Arthur’s dismal Fire phone sales estimate appeared to be confirmed in October, when Amazon CFO Tom Szkutak revealed that the company took a $170 million write down due to costs related to the smartphone, as reported by CNET. Szkutak also disclosed that the company had about $83 million worth of unsold Fire phone inventory by the end of the third quarter.

So what went so horribly wrong? In a recent interview with Fortune, Amazon SVP of devices David Limp claimed that the primary problem with the Fire phone was its launch price. “We didn’t get the price right,” Limp told Fortune. “I think people come to expect a great value, and we sort of mismatched expectations. We thought we had it right. But we’re also willing to say, ‘we missed.’ And so we corrected.”

Source: Amazon.com

Source: Amazon.com

Despite being a newcomer to the smartphone market and having a much smaller ecosystem of apps than established competitors like Apple and Samsung, Amazon’s Fire phone was initially offered at an industry standard price of $199 for the 32GB capacity version with a two-year service contract, and $299 for the 64GB version.  An unsubsidized 32GB Fire phone originally cost $649, which was about the same price that Apple’s entry-level iPhone 5S and Samsung’s Galaxy S5 was selling for off contract at the time.

Many industry watchers were surprised when Amazon announced a pricing model that was on par with the smartphone industry’s two biggest players, especially considering that the company has a history of breaking into new device markets by offering its hardware at cost or below, in the expectation that it will make more money from content sold through its devices. For example, when Amazon introduced the first Kindle Fire tablet in 2011, IHS Technology estimated that it cost $201 to produce, slightly more than its original retail price of $199. Although it’s unknown how many Fire tablets have been sold so far, it’s worth noting that Amazon usurped Apple as the tablet maker with the highest customer satisfaction in J.D. Power and Associates’ most recent U.S. Tablet Satisfaction Study.

As noted by Limp, Amazon has already “corrected” its original pricing. The day before Apple unveiled its latest iPhone 6 and iPhone 6 Plus models at a media event on September 9, Amazon announced that it was slashing the price of the 32GB Fire phone to just $0.99 with a two-year contract. This means that Amazon has had about three weeks of Fire phone sales at the discounted price during the third quarter. Of course, Amazon will have a better idea of how much the lower price is impacting sales by the end of the fourth quarter of 2014 — the first full quarter of Fire phone sales at the lower price.

Despite its rough start, it appears that Amazon is sticking with its smartphone project, at least for the foreseeable future. “We are going to keep iterating software features to get it better and better,” Limp told Fortune. “Each release that we’re doing, we’re learning. Beyond that, I leave it out there to see what people think.”

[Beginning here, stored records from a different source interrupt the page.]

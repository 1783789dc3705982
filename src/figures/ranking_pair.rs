//! Side-by-side feature-importance ranking series for the political
//! affiliation and search-insights features, clusters C1 against C5.

use super::RenderContext;
use crate::charts::{draw, style};
use crate::data::{self, DataLoader};
use anyhow::Result;
use plotters::coord::Shift;
use plotters::prelude::*;
use plotters::series::DashedLineSeries;
use plotters::style::text_anchor::{HPos, Pos, VPos};
use plotters::style::{FontDesc, FontFamily, FontStyle};
use polars::prelude::DataFrame;
use std::path::PathBuf;

const RANK_CEILING: f64 = 27.0;

pub(super) fn render_fig6(ctx: &RenderContext) -> Result<PathBuf> {
    render(ctx, "fig6_data.csv", "ranking_political_search.png")
}

pub(super) fn render_fig8(ctx: &RenderContext) -> Result<PathBuf> {
    render(ctx, "fig8_data.csv", "(fig8)ranking_political_search.png")
}

fn render(ctx: &RenderContext, input: &str, output: &str) -> Result<PathBuf> {
    let loader = DataLoader::new(&ctx.data_dir);
    let df = loader.load_csv(input)?;

    let out = ctx.out_path(output);
    let root = BitMapBackend::new(&out, (1400, 450)).into_drawing_area();
    root.fill(&WHITE)?;
    let panels = root.split_evenly((1, 2));

    let features = [
        ("a) Political Affiliation", "Political Affiliation", BLACK),
        (
            "b) Google Search Insights",
            "Google Search Insights",
            style::ACCENT_RED,
        ),
    ];
    for (i, (panel, &(title, feature, color))) in panels.iter().zip(features.iter()).enumerate() {
        let rows = data::filter_str_eq(&df, "Feature", feature)?;
        draw_feature_panel(panel, &rows, title, color, i == 0)?;
    }

    root.present()?;
    Ok(out.clone())
}

fn draw_feature_panel(
    area: &DrawingArea<BitMapBackend<'_>, Shift>,
    rows: &DataFrame,
    title: &str,
    color: RGBColor,
    is_first: bool,
) -> Result<()> {
    let weeks = data::f64_column(rows, "Week")?;
    let week_numbers = data::f64_column(rows, "week_number")?;
    let month_labels = data::str_column(rows, "w_month_year")?;
    let c1 = data::f64_column(rows, "C1 Ranking")?;
    let c5 = data::f64_column(rows, "C5 Ranking")?;
    let fill = style::lighten(color, 0.5);

    let x_hi = weeks.iter().copied().fold(f64::NEG_INFINITY, f64::max) + 2.5;

    let mut chart = ChartBuilder::on(area)
        .caption(title, ("serif", 18))
        .margin(10)
        .x_label_area_size(45)
        .y_label_area_size(if is_first { 55 } else { 20 })
        .build_cartesian_2d(0f64..x_hi, RANK_CEILING..0.5f64)?;

    let x_formatter = |x: &f64| draw::week_axis_label(&week_numbers, &month_labels, *x);
    let mut mesh = chart.configure_mesh();
    mesh.x_desc("Week Numbers")
        .label_style(("serif", 13))
        .x_labels(5)
        .x_label_formatter(&x_formatter);
    if is_first {
        mesh.y_desc("Feature Importance Ranking");
    } else {
        mesh.y_labels(0);
    }
    mesh.draw()?;

    chart
        .draw_series(LineSeries::new(
            weeks.iter().copied().zip(c1.iter().copied()),
            color.stroke_width(1),
        ))?
        .label("Cluster 1")
        .legend(move |(x, y)| Circle::new((x + 8, y), 4, fill.filled()));
    chart.draw_series(
        weeks
            .iter()
            .zip(c1.iter())
            .map(|(&x, &y)| Circle::new((x, y), 3, fill.filled())),
    )?;
    chart.draw_series(
        weeks
            .iter()
            .zip(c1.iter())
            .map(|(&x, &y)| Circle::new((x, y), 3, color.stroke_width(1))),
    )?;

    chart
        .draw_series(DashedLineSeries::new(
            weeks.iter().copied().zip(c5.iter().copied()),
            6,
            4,
            color.stroke_width(1),
        ))?
        .label("Cluster 5")
        .legend(move |(x, y)| Cross::new((x + 8, y), 4, color.stroke_width(2)));
    chart.draw_series(
        weeks
            .iter()
            .zip(c5.iter())
            .map(|(&x, &y)| Cross::new((x, y), 4, color.stroke_width(2))),
    )?;

    let tag_font = FontDesc::new(FontFamily::Serif, 14.0, FontStyle::Bold);
    for (series, tag) in [(&c1, "C1"), (&c5, "C5")] {
        if let (Some(&last_week), Some(&last_rank)) = (weeks.last(), series.last()) {
            chart.draw_series(std::iter::once(Text::new(
                tag.to_string(),
                (last_week + 0.5, last_rank),
                tag_font
                    .clone()
                    .color(&color)
                    .pos(Pos::new(HPos::Left, VPos::Center)),
            )))?;
        }
    }

    if is_first {
        chart
            .configure_series_labels()
            .position(SeriesLabelPosition::LowerRight)
            .background_style(WHITE.filled())
            .border_style(BLACK.stroke_width(1))
            .label_font(("serif", 13))
            .draw()?;
    }
    Ok(())
}
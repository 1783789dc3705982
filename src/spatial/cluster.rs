//! Spatial Clustering Module
//! Neighbor-mean fill of missing county values, winsorization, spatial lag
//! and Fisher-Jenks classification, plus the goodness-of-variance-fit metric
//! used to justify the published class count.

use crate::spatial::jenks::{ClassifyError, FisherJenks};
use crate::spatial::weights::SpatialWeights;
use rayon::prelude::*;
use std::ops::RangeInclusive;
use thiserror::Error;
use tracing::{debug, warn};

/// Standard deviations kept on either side of the mean when winsorizing.
pub const WINSOR_SIGMA: f64 = 3.0;

#[derive(Error, Debug)]
pub enum ClusterError {
    #[error("value count {values} does not match county count {counties}")]
    LengthMismatch { values: usize, counties: usize },
    #[error(transparent)]
    Classify(#[from] ClassifyError),
}

/// Counts of missing entries before and after the neighbor-mean fill.
#[derive(Debug, Clone, Copy)]
pub struct FillReport {
    pub missing_before: usize,
    pub missing_after: usize,
}

/// Fill each missing value with the mean of its non-missing neighbors, in
/// place and in index order, so that earlier fills are visible to later ones.
/// A county whose whole neighbor set is missing stays NaN.
pub fn fill_missing_with_neighbor_mean(
    values: &mut [f64],
    weights: &SpatialWeights,
) -> FillReport {
    let missing: Vec<usize> = (0..values.len()).filter(|&i| values[i].is_nan()).collect();
    for &i in &missing {
        let mut sum = 0.0;
        let mut count = 0usize;
        for &j in weights.neighbors(i) {
            if !values[j].is_nan() {
                sum += values[j];
                count += 1;
            }
        }
        if count > 0 {
            values[i] = sum / count as f64;
        }
    }
    let missing_after = values.iter().filter(|v| v.is_nan()).count();
    if missing_after > 0 {
        warn!(
            unfilled = missing_after,
            "counties with no non-missing neighbors stay unclassified"
        );
    }
    FillReport {
        missing_before: missing.len(),
        missing_after,
    }
}

/// Winsorize in place to mean ± `n_sigma` sample standard deviations of the
/// pre-clip series. NaN entries are preserved. Returns the clip bounds.
pub fn winsorize(values: &mut [f64], n_sigma: f64) -> (f64, f64) {
    let finite: Vec<f64> = values.iter().copied().filter(|v| !v.is_nan()).collect();
    if finite.len() < 2 {
        return (f64::NEG_INFINITY, f64::INFINITY);
    }
    let n = finite.len() as f64;
    let mean = finite.iter().sum::<f64>() / n;
    let variance = finite.iter().map(|v| (v - mean).powi(2)).sum::<f64>() / (n - 1.0);
    let std = variance.sqrt();
    let lo = mean - n_sigma * std;
    let hi = mean + n_sigma * std;
    for v in values.iter_mut() {
        if !v.is_nan() {
            *v = v.clamp(lo, hi);
        }
    }
    (lo, hi)
}

/// Cluster assignment for one county series: the filled and winsorized
/// values, their spatial lag, and Fisher-Jenks class labels for both series.
/// Counties still missing after the fill carry no class.
pub struct CountyClusters {
    pub values: Vec<f64>,
    pub lag: Vec<f64>,
    pub class_direct: Vec<Option<usize>>,
    pub class_lagged: Vec<Option<usize>>,
    pub breaks_direct: Vec<f64>,
    pub breaks_lagged: Vec<f64>,
    pub fill: FillReport,
    pub k: usize,
}

/// The full pipeline: fill, lag, winsorize both series, classify both with
/// the same k.
pub fn cluster_counties(
    series: &[f64],
    weights: &SpatialWeights,
    k: usize,
) -> Result<CountyClusters, ClusterError> {
    if series.len() != weights.len() {
        return Err(ClusterError::LengthMismatch {
            values: series.len(),
            counties: weights.len(),
        });
    }

    let mut values = series.to_vec();
    let fill = fill_missing_with_neighbor_mean(&mut values, weights);
    // Lag before winsorizing: neighbor averages come from the filled series.
    let mut lag = weights.lag(&values);
    winsorize(&mut values, WINSOR_SIGMA);
    winsorize(&mut lag, WINSOR_SIGMA);

    let (class_direct, breaks_direct) = classify_present(&values, k)?;
    let (class_lagged, breaks_lagged) = classify_present(&lag, k)?;
    debug!(k, unclassified = fill.missing_after, "county clusters computed");

    Ok(CountyClusters {
        values,
        lag,
        class_direct,
        class_lagged,
        breaks_direct,
        breaks_lagged,
        fill,
        k,
    })
}

/// Classify the non-missing entries, leaving NaN entries without a class.
fn classify_present(
    values: &[f64],
    k: usize,
) -> Result<(Vec<Option<usize>>, Vec<f64>), ClusterError> {
    let present: Vec<f64> = values.iter().copied().filter(|v| !v.is_nan()).collect();
    let fj = FisherJenks::classify(&present, k)?;
    let mut labels = vec![None; values.len()];
    let mut cursor = fj.labels.into_iter();
    for (slot, value) in labels.iter_mut().zip(values.iter()) {
        if !value.is_nan() {
            *slot = cursor.next();
        }
    }
    Ok((labels, fj.bins))
}

/// Goodness of variance fit: (SDAM - SDCM) / SDAM over the classified values,
/// where SDAM is the sum of squared deviations from the global mean and SDCM
/// the sum of squared deviations from each class's mean.
pub fn gvf(values: &[f64], labels: &[Option<usize>]) -> f64 {
    let pairs: Vec<(f64, usize)> = values
        .iter()
        .zip(labels.iter())
        .filter_map(|(&v, label)| {
            if v.is_nan() {
                None
            } else {
                label.map(|c| (v, c))
            }
        })
        .collect();
    if pairs.is_empty() {
        return f64::NAN;
    }

    let n = pairs.len() as f64;
    let mean_all = pairs.iter().map(|(v, _)| v).sum::<f64>() / n;
    let sdam: f64 = pairs.iter().map(|(v, _)| (v - mean_all).powi(2)).sum();
    if sdam == 0.0 {
        return 0.0;
    }

    let k = pairs.iter().map(|&(_, c)| c).max().unwrap_or(0) + 1;
    let mut class_sum = vec![0.0; k];
    let mut class_count = vec![0usize; k];
    for &(v, c) in &pairs {
        class_sum[c] += v;
        class_count[c] += 1;
    }
    let sdcm: f64 = pairs
        .iter()
        .map(|&(v, c)| (v - class_sum[c] / class_count[c] as f64).powi(2))
        .sum();

    (sdam - sdcm) / sdam
}

/// GVF of the direct classification for each k in the range; the per-k
/// pipelines are independent and run in parallel.
pub fn gvf_sweep(
    series: &[f64],
    weights: &SpatialWeights,
    ks: RangeInclusive<usize>,
) -> Result<Vec<(usize, f64)>, ClusterError> {
    ks.into_par_iter()
        .map(|k| {
            let clusters = cluster_counties(series, weights, k)?;
            Ok((k, gvf(&clusters.values, &clusters.class_direct)))
        })
        .collect()
}

#[cfg(test)]
mod tests {
    use super::*;
    use crate::data::CountyMap;
    use crate::spatial::weights::Contiguity;

    /// Row of `n` unit squares, each a rook neighbor of its horizontal peers.
    fn strip(n: usize) -> CountyMap {
        let features: Vec<String> = (0..n)
            .map(|i| {
                let x = i as f64;
                format!(
                    r#"{{"type": "Feature",
                         "properties": {{"fips": "{i:05}", "state": "XX", "county": "c{i}"}},
                         "geometry": {{"type": "Polygon",
                                       "coordinates": [[[{x}, 0.0], [{x1}, 0.0], [{x1}, 1.0], [{x}, 1.0], [{x}, 0.0]]]}}}}"#,
                    x = x,
                    x1 = x + 1.0,
                    i = i,
                )
            })
            .collect();
        let raw = format!(
            r#"{{"type": "FeatureCollection", "features": [{}]}}"#,
            features.join(", ")
        );
        CountyMap::from_geojson(&raw).unwrap()
    }

    fn strip_weights(n: usize) -> SpatialWeights {
        SpatialWeights::build(&strip(n), Contiguity::Rook)
    }

    #[test]
    fn fill_uses_the_neighbor_mean() {
        let weights = strip_weights(3);
        let mut values = [0.9, f64::NAN, 0.95];
        let report = fill_missing_with_neighbor_mean(&mut values, &weights);
        assert!((values[1] - 0.925).abs() < 1e-12);
        assert_eq!(report.missing_before, 1);
        assert_eq!(report.missing_after, 0);
    }

    #[test]
    fn fill_cascades_in_index_order() {
        // Middle county fills from its left neighbor; the sweep is in index
        // order so the right county then fills from the middle.
        let weights = strip_weights(3);
        let mut values = [1.0, f64::NAN, f64::NAN];
        let report = fill_missing_with_neighbor_mean(&mut values, &weights);
        assert_eq!(values[1], 1.0);
        assert_eq!(values[2], 1.0);
        assert_eq!(report.missing_after, 0);
    }

    #[test]
    fn fill_keeps_nan_when_every_neighbor_is_missing() {
        // Two counties, both missing: nothing to average from.
        let weights = strip_weights(2);
        let mut values = [f64::NAN, f64::NAN];
        let report = fill_missing_with_neighbor_mean(&mut values, &weights);
        assert!(values[0].is_nan() && values[1].is_nan());
        assert_eq!(report.missing_after, 2);
    }

    #[test]
    fn winsorize_clips_to_three_sigma_of_the_preclip_stats() {
        let mut values: Vec<f64> = (0..20).map(|i| i as f64).collect();
        values.push(1000.0);
        let finite = values.clone();
        let n = finite.len() as f64;
        let mean = finite.iter().sum::<f64>() / n;
        let std = (finite.iter().map(|v| (v - mean).powi(2)).sum::<f64>() / (n - 1.0)).sqrt();

        let (lo, hi) = winsorize(&mut values, 3.0);
        assert_eq!(lo, mean - 3.0 * std);
        assert_eq!(hi, mean + 3.0 * std);
        assert!(values.iter().all(|&v| v >= lo && v <= hi));
        assert_eq!(*values.last().unwrap(), hi);
    }

    #[test]
    fn winsorize_is_identity_when_nothing_exceeds_the_bounds() {
        let mut values = vec![0.1, 0.2, 0.3, 0.4];
        let before = values.clone();
        winsorize(&mut values, 3.0);
        assert_eq!(values, before);
    }

    #[test]
    fn cluster_pipeline_classifies_both_series() {
        let weights = strip_weights(8);
        let series = [0.1, 0.12, 0.11, 0.5, 0.52, 0.9, 0.91, f64::NAN];
        let clusters = cluster_counties(&series, &weights, 3).unwrap();
        assert_eq!(clusters.class_direct.len(), 8);
        // The trailing county filled from its classified neighbor.
        assert!(clusters.class_direct.iter().all(|c| c.is_some()));
        assert_eq!(clusters.breaks_direct.len(), 3);
        assert_eq!(clusters.breaks_lagged.len(), 3);
        // Low block and high block land in different classes.
        assert_ne!(clusters.class_direct[0], clusters.class_direct[6]);
    }

    #[test]
    fn gvf_is_monotone_in_k_and_bounded() {
        // Deterministic pseudo-random county values.
        let mut state = 42u64;
        let values: Vec<f64> = (0..60)
            .map(|_| {
                state = state.wrapping_mul(6364136223846793005).wrapping_add(1442695040888963407);
                (state >> 11) as f64 / (1u64 << 53) as f64
            })
            .collect();

        let mut previous = -1.0;
        for k in 2..=10 {
            let fj = FisherJenks::classify(&values, k).unwrap();
            let labels: Vec<Option<usize>> = fj.labels.iter().map(|&l| Some(l)).collect();
            let fit = gvf(&values, &labels);
            assert!((0.0..=1.0).contains(&fit), "gvf {fit} out of range at k={k}");
            assert!(
                fit >= previous - 1e-12,
                "gvf decreased from {previous} to {fit} at k={k}"
            );
            previous = fit;
        }
    }

    #[test]
    fn gvf_sweep_matches_single_runs() {
        let weights = strip_weights(10);
        let series: Vec<f64> = (0..10).map(|i| (i * i) as f64 * 0.01).collect();
        let sweep = gvf_sweep(&series, &weights, 2..=4).unwrap();
        assert_eq!(sweep.len(), 3);
        for &(k, fit) in &sweep {
            let clusters = cluster_counties(&series, &weights, k).unwrap();
            let single = gvf(&clusters.values, &clusters.class_direct);
            assert!((fit - single).abs() < 1e-12);
        }
    }
}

However, if the price change does not resuscitate the Fire phone’s sales, Amazon may want to consider the other criticisms that have been leveled at the Fire phone that are unrelated to price. On Amazon’s website, the Fire phone has a 2.3 star average rating from reviewers who have complained about everything from the device’s unusual heat to its dearth of popular Google apps. On the other hand, users may be less apt to complain about the Fire phone’s shortcomings if they got their device for a substantial discount from a company that is ultimately just looking for people to use its services.